=== HOW TO COMPLETE THIS TASK ===
Please filter the entries for the word "RenderError" and copy every line that has it.

• • • •

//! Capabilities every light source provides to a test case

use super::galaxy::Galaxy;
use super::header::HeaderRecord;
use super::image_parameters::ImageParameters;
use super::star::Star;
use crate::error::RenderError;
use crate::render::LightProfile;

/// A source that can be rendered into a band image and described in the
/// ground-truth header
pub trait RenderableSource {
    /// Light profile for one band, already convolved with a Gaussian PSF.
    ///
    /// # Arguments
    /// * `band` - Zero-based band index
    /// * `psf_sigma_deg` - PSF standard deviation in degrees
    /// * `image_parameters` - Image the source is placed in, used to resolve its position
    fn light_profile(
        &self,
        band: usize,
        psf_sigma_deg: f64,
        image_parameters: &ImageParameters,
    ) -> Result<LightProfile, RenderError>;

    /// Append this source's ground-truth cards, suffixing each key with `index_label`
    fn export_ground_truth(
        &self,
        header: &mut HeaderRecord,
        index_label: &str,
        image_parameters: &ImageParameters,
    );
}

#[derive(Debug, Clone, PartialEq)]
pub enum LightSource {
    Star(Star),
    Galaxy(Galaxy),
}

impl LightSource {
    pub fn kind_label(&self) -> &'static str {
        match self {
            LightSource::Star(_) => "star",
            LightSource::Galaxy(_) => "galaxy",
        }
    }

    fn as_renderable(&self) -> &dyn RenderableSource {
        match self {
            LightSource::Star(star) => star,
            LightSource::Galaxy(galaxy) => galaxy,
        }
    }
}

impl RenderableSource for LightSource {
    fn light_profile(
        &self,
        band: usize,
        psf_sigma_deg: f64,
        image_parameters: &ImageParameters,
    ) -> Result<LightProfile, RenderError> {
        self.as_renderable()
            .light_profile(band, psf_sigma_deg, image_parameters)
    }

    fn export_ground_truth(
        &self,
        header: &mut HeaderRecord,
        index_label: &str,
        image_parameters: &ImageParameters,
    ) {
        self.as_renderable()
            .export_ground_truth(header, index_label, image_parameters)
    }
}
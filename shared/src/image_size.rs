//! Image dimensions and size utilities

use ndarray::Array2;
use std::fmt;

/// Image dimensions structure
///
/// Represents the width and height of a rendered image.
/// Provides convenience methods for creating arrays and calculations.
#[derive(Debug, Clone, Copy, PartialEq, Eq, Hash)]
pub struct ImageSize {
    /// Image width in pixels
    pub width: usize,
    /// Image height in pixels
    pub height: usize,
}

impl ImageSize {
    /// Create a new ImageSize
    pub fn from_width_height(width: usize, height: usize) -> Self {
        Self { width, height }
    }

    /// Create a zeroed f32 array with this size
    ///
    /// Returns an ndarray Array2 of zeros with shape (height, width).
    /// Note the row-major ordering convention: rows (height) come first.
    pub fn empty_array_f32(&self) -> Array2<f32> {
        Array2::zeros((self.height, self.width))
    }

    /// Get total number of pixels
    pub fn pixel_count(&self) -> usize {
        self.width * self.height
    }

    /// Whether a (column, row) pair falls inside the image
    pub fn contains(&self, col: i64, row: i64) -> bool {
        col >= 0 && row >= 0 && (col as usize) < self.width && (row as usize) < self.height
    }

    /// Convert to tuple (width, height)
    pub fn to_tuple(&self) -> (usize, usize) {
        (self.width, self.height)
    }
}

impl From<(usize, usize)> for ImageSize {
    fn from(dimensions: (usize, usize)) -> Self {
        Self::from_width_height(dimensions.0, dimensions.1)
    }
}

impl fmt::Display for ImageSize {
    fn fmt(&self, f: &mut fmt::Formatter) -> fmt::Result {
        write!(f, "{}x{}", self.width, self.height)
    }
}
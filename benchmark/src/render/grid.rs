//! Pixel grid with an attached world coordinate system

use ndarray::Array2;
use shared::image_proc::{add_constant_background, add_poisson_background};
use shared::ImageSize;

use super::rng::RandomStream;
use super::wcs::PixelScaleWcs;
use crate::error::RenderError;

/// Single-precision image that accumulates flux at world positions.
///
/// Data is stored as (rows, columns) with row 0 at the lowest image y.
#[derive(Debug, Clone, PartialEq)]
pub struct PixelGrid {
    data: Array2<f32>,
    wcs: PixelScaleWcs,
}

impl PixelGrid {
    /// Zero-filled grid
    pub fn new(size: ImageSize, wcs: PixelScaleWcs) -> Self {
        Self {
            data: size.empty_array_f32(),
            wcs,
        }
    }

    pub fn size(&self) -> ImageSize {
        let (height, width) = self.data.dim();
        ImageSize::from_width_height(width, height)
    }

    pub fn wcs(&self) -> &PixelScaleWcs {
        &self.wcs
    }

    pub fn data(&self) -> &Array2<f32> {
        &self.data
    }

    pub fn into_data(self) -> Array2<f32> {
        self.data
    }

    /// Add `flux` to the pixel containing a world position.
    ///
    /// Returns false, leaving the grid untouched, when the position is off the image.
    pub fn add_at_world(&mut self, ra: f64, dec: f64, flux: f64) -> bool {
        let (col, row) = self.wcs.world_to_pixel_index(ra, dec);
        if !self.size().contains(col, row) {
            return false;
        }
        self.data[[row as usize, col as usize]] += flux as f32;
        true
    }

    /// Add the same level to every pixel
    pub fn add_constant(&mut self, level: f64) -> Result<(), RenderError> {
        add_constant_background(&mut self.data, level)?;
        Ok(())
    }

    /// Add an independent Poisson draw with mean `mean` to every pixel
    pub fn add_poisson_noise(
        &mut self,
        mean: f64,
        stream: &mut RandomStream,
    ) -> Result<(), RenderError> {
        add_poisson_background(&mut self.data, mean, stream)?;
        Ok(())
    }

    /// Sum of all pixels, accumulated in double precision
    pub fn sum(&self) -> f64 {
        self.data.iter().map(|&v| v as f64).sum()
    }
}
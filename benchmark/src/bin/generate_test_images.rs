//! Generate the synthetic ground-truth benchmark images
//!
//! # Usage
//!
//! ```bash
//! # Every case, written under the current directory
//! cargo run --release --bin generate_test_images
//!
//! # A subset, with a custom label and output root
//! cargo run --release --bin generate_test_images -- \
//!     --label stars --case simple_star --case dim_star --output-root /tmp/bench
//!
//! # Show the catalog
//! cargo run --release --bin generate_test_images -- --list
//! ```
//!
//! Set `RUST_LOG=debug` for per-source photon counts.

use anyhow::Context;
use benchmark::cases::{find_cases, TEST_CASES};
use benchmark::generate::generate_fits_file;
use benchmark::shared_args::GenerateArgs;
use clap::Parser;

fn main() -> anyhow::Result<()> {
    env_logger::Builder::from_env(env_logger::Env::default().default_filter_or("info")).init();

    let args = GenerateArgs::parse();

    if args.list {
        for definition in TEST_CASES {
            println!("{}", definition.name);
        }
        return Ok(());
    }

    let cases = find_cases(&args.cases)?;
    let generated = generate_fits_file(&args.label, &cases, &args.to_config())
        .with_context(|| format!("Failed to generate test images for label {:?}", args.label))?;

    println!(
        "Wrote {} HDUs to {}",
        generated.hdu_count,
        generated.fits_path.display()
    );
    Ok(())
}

• • • •

=== YOUR SOLUTION ===
use crate::error::RenderError;
    ) -> Result<LightProfile, RenderError>;
    ) -> Result<LightProfile, RenderError> {
use crate::error::RenderError;
    pub fn add_constant(&mut self, level: f64) -> Result<(), RenderError> {
    ) -> Result<(), RenderError> {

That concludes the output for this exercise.